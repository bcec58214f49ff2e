use std::sync::atomic::{AtomicUsize, Ordering};
use std::sync::Arc;
use std::time::Duration;

use assessment_portal::error::{Error, Result};
use assessment_portal::models::profile::{ProfileImage, Role, StaffProfile, StudentProfile};
use assessment_portal::services::profile_service::{ProfileService, ProfileSource};
use assessment_portal::services::sync_service::{ChangeFeed, PortalEvent};
use assessment_portal::storage::{LocalStore, SessionCache};
use async_trait::async_trait;
use mockall::mock;
use url::Url;

mock! {
    pub Source {}

    #[async_trait]
    impl ProfileSource for Source {
        async fn staff_profile(&self) -> Result<StaffProfile>;
        async fn student_profile(&self) -> Result<StudentProfile>;
        async fn upload_picture(&self, role: Role, data_url: &str) -> Result<()>;
    }
}

const PNG: &[u8] = &[0x89, b'P', b'N', b'G', 0x0D, 0x0A, 0x1A, 0x0A, 0, 0, 0, 0];

fn service(source: MockSource) -> (ProfileService, SessionCache, ChangeFeed) {
    let feed = ChangeFeed::default();
    let session = SessionCache::new(LocalStore::in_memory(feed.clone()));
    let service = ProfileService::new(
        Arc::new(source),
        session.clone(),
        feed.clone(),
        Duration::from_secs(300),
        Url::parse("http://portal.test/").expect("base url"),
    );
    (service, session, feed)
}

fn staff(image: Option<&str>) -> StaffProfile {
    StaffProfile {
        name: "Priya".into(),
        email: "priya@college.edu".into(),
        profile_image: image.map(str::to_string),
        ..Default::default()
    }
}

#[tokio::test]
async fn stored_avatar_wins_over_the_network() {
    let mut source = MockSource::new();
    source.expect_staff_profile().times(0);
    let (service, session, _) = service(source);

    session
        .set_avatar(Role::Staff, &ProfileImage::Inline("data:image/png;base64,AAAA".into()))
        .await
        .expect("seed avatar");
    let avatar = service.avatar(Role::Staff).await.expect("avatar");
    assert_eq!(avatar.as_deref(), Some("data:image/png;base64,AAAA"));
}

#[tokio::test]
async fn missing_avatar_is_fetched_once_and_written_back() {
    let mut source = MockSource::new();
    source
        .expect_staff_profile()
        .times(1)
        .returning(|| Ok(staff(Some("/media/avatars/priya.png"))));
    let (service, session, _) = service(source);

    let (a, b) = tokio::join!(service.avatar(Role::Staff), service.avatar(Role::Staff));
    let expected = Some("http://portal.test/media/avatars/priya.png".to_string());
    assert_eq!(a.expect("first"), expected);
    assert_eq!(b.expect("second"), expected);

    assert_eq!(
        session.avatar(Role::Staff).await,
        Some(ProfileImage::Url("/media/avatars/priya.png".into()))
    );
    let cached: Option<StaffProfile> = session.profile(Role::Staff).await;
    assert_eq!(cached.map(|p| p.name).as_deref(), Some("Priya"));
}

#[tokio::test]
async fn profile_without_image_has_no_avatar() {
    let mut source = MockSource::new();
    source
        .expect_staff_profile()
        .times(1)
        .returning(|| Ok(staff(Some("undefined"))));
    let (service, session, _) = service(source);

    assert_eq!(service.avatar(Role::Staff).await.expect("avatar"), None);
    assert!(session.avatar(Role::Staff).await.is_none());
}

#[tokio::test]
async fn upload_changes_the_store_only_after_the_server_accepts() {
    let mut source = MockSource::new();
    let mut seq = mockall::Sequence::new();
    source
        .expect_upload_picture()
        .times(1)
        .in_sequence(&mut seq)
        .returning(|_, _| {
            Err(Error::Api {
                status: 500,
                message: "Failed to update profile picture".into(),
            })
        });
    source
        .expect_upload_picture()
        .withf(|role, data_url| *role == Role::Student && data_url.starts_with("data:image/png;base64,"))
        .times(1)
        .in_sequence(&mut seq)
        .returning(|_, _| Ok(()));
    let (service, session, feed) = service(source);
    let mut events = feed.subscribe();

    assert!(service.upload_avatar(Role::Student, PNG).await.is_err());
    assert!(session.avatar(Role::Student).await.is_none());

    let err = service.upload_avatar(Role::Student, b"not an image").await.expect_err("rejected locally");
    assert_eq!(err.notice(), "Please select an image file");

    let data_url = service.upload_avatar(Role::Student, PNG).await.expect("upload");
    assert_eq!(
        session.avatar(Role::Student).await,
        Some(ProfileImage::Inline(data_url))
    );
    loop {
        if let PortalEvent::ProfileUpdated { role } = events.recv().await.expect("event") {
            assert_eq!(role, Role::Student);
            break;
        }
    }
}

#[derive(Default)]
struct CountingSource {
    calls: AtomicUsize,
}

#[async_trait]
impl ProfileSource for CountingSource {
    async fn staff_profile(&self) -> Result<StaffProfile> {
        self.calls.fetch_add(1, Ordering::SeqCst);
        Ok(staff(Some("https://cdn.example.com/p=s96-c")))
    }

    async fn student_profile(&self) -> Result<StudentProfile> {
        self.calls.fetch_add(1, Ordering::SeqCst);
        Ok(StudentProfile::default())
    }

    async fn upload_picture(&self, _role: Role, _data_url: &str) -> Result<()> {
        Ok(())
    }
}

#[tokio::test]
async fn refresh_ticks_read_the_store_not_the_network() {
    let source = Arc::new(CountingSource::default());
    let feed = ChangeFeed::default();
    let session = SessionCache::new(LocalStore::in_memory(feed.clone()));
    let service = ProfileService::new(
        source.clone(),
        session.clone(),
        feed.clone(),
        Duration::from_secs(300),
        Url::parse("http://portal.test/").expect("base url"),
    );
    let mut events = feed.subscribe();

    service.profile(Role::Staff).await.expect("first fetch");
    service.profile(Role::Staff).await.expect("cached");
    assert_eq!(source.calls.load(Ordering::SeqCst), 1);

    let _ticker = service.clone().spawn_refresh(Role::Staff, Duration::from_millis(20));
    tokio::time::sleep(Duration::from_millis(150)).await;
    assert_eq!(source.calls.load(Ordering::SeqCst), 1);

    session
        .set_avatar(Role::Staff, &ProfileImage::Url("https://cdn.example.com/new.png".into()))
        .await
        .expect("avatar written elsewhere");
    let updated = tokio::time::timeout(Duration::from_secs(2), async {
        loop {
            if let PortalEvent::ProfileUpdated { role } = events.recv().await.expect("event") {
                return role;
            }
        }
    })
    .await
    .expect("avatar change announced");
    assert_eq!(updated, Role::Staff);
    assert_eq!(source.calls.load(Ordering::SeqCst), 1);
}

• • • •

▸ ASSIGNMENT
Repeat, word for word, all of the data shown above.

▸ YOUR SOLUTION
repository bcec58214f49ff2e
use std::sync::atomic::{AtomicUsize, Ordering};
use std::sync::Arc;
use std::time::Duration;

use assessment_portal::error::{Error, Result};
use assessment_portal::models::profile::{ProfileImage, Role, StaffProfile, StudentProfile};
use assessment_portal::services::profile_service::{ProfileService, ProfileSource};
use assessment_portal::services::sync_service::{ChangeFeed, PortalEvent};
use assessment_portal::storage::{LocalStore, SessionCache};
use async_trait::async_trait;
use mockall::mock;
use url::Url;

mock! {
    pub Source {}

    #[async_trait]
    impl ProfileSource for Source {
        async fn staff_profile(&self) -> Result<StaffProfile>;
        async fn student_profile(&self) -> Result<StudentProfile>;
        async fn upload_picture(&self, role: Role, data_url: &str) -> Result<()>;
    }
}

const PNG: &[u8] = &[0x89, b'P', b'N', b'G', 0x0D, 0x0A, 0x1A, 0x0A, 0, 0, 0, 0];

fn service(source: MockSource) -> (ProfileService, SessionCache, ChangeFeed) {
    let feed = ChangeFeed::default();
    let session = SessionCache::new(LocalStore::in_memory(feed.clone()));
    let service = ProfileService::new(
        Arc::new(source),
        session.clone(),
        feed.clone(),
        Duration::from_secs(300),
        Url::parse("http://portal.test/").expect("base url"),
    );
    (service, session, feed)
}

fn staff(image: Option<&str>) -> StaffProfile {
    StaffProfile {
        name: "Priya".into(),
        email: "priya@college.edu".into(),
        profile_image: image.map(str::to_string),
        ..Default::default()
    }
}

#[tokio::test]
async fn stored_avatar_wins_over_the_network() {
    let mut source = MockSource::new();
    source.expect_staff_profile().times(0);
    let (service, session, _) = service(source);

    session
        .set_avatar(Role::Staff, &ProfileImage::Inline("data:image/png;base64,AAAA".into()))
        .await
        .expect("seed avatar");
    let avatar = service.avatar(Role::Staff).await.expect("avatar");
    assert_eq!(avatar.as_deref(), Some("data:image/png;base64,AAAA"));
}

#[tokio::test]
async fn missing_avatar_is_fetched_once_and_written_back() {
    let mut source = MockSource::new();
    source
        .expect_staff_profile()
        .times(1)
        .returning(|| Ok(staff(Some("/media/avatars/priya.png"))));
    let (service, session, _) = service(source);

    let (a, b) = tokio::join!(service.avatar(Role::Staff), service.avatar(Role::Staff));
    let expected = Some("http://portal.test/media/avatars/priya.png".to_string());
    assert_eq!(a.expect("first"), expected);
    assert_eq!(b.expect("second"), expected);

    assert_eq!(
        session.avatar(Role::Staff).await,
        Some(ProfileImage::Url("/media/avatars/priya.png".into()))
    );
    let cached: Option<StaffProfile> = session.profile(Role::Staff).await;
    assert_eq!(cached.map(|p| p.name).as_deref(), Some("Priya"));
}

#[tokio::test]
async fn profile_without_image_has_no_avatar() {
    let mut source = MockSource::new();
    source
        .expect_staff_profile()
        .times(1)
        .returning(|| Ok(staff(Some("undefined"))));
    let (service, session, _) = service(source);

    assert_eq!(service.avatar(Role::Staff).await.expect("avatar"), None);
    assert!(session.avatar(Role::Staff).await.is_none());
}

#[tokio::test]
async fn upload_changes_the_store_only_after_the_server_accepts() {
    let mut source = MockSource::new();
    let mut seq = mockall::Sequence::new();
    source
        .expect_upload_picture()
        .times(1)
        .in_sequence(&mut seq)
        .returning(|_, _| {
            Err(Error::Api {
                status: 500,
                message: "Failed to update profile picture".into(),
            })
        });
    source
        .expect_upload_picture()
        .withf(|role, data_url| *role == Role::Student && data_url.starts_with("data:image/png;base64,"))
        .times(1)
        .in_sequence(&mut seq)
        .returning(|_, _| Ok(()));
    let (service, session, feed) = service(source);
    let mut events = feed.subscribe();

    assert!(service.upload_avatar(Role::Student, PNG).await.is_err());
    assert!(session.avatar(Role::Student).await.is_none());

    let err = service.upload_avatar(Role::Student, b"not an image").await.expect_err("rejected locally");
    assert_eq!(err.notice(), "Please select an image file");

    let data_url = service.upload_avatar(Role::Student, PNG).await.expect("upload");
    assert_eq!(
        session.avatar(Role::Student).await,
        Some(ProfileImage::Inline(data_url))
    );
    loop {
        if let PortalEvent::ProfileUpdated { role } = events.recv().await.expect("event") {
            assert_eq!(role, Role::Student);
            break;
        }
    }
}

#[derive(Default)]
struct CountingSource {
    calls: AtomicUsize,
}

#[async_trait]
impl ProfileSource for CountingSource {
    async fn staff_profile(&self) -> Result<StaffProfile> {
        self.calls.fetch_add(1, Ordering::SeqCst);
        Ok(staff(Some("https://cdn.example.com/p=s96-c")))
    }

    async fn student_profile(&self) -> Result<StudentProfile> {
        self.calls.fetch_add(1, Ordering::SeqCst);
        Ok(StudentProfile::default())
    }

    async fn upload_picture(&self, _role: Role, _data_url: &str) -> Result<()> {
        Ok(())
    }
}

#[tokio::test]
async fn refresh_ticks_read_the_store_not_the_network() {
    let source = Arc::new(CountingSource::default());
    let feed = ChangeFeed::default();
    let session = SessionCache::new(LocalStore::in_memory(feed.clone()));
    let service = ProfileService::new(
        source.clone(),
        session.clone(),
        feed.clone(),
        Duration::from_secs(300),
        Url::parse("http://portal.test/").expect("base url"),
    );
    let mut events = feed.subscribe();

    service.profile(Role::Staff).await.expect("first fetch");
    service.profile(Role::Staff).await.expect("cached");
    assert_eq!(source.calls.load(Ordering::SeqCst), 1);

    let _ticker = service.clone().spawn_refresh(Role::Staff, Duration::from_millis(20));
    tokio::time::sleep(Duration::from_millis(150)).await;
    assert_eq!(source.calls.load(Ordering::SeqCst), 1);

    session
        .set_avatar(Role::Staff, &ProfileImage::Url("https://cdn.example.com/new.png".into()))
        .await
        .expect("avatar written elsewhere");
    let updated = tokio::time::timeout(Duration::from_secs(2), async {
        loop {
            if let PortalEvent::ProfileUpdated { role } = events.recv().await.expect("event") {
                return role;
            }
        }
    })
    .await
    .expect("avatar change announced");
    assert_eq!(updated, Role::Staff);
    assert_eq!(source.calls.load(Ordering::SeqCst), 1);
}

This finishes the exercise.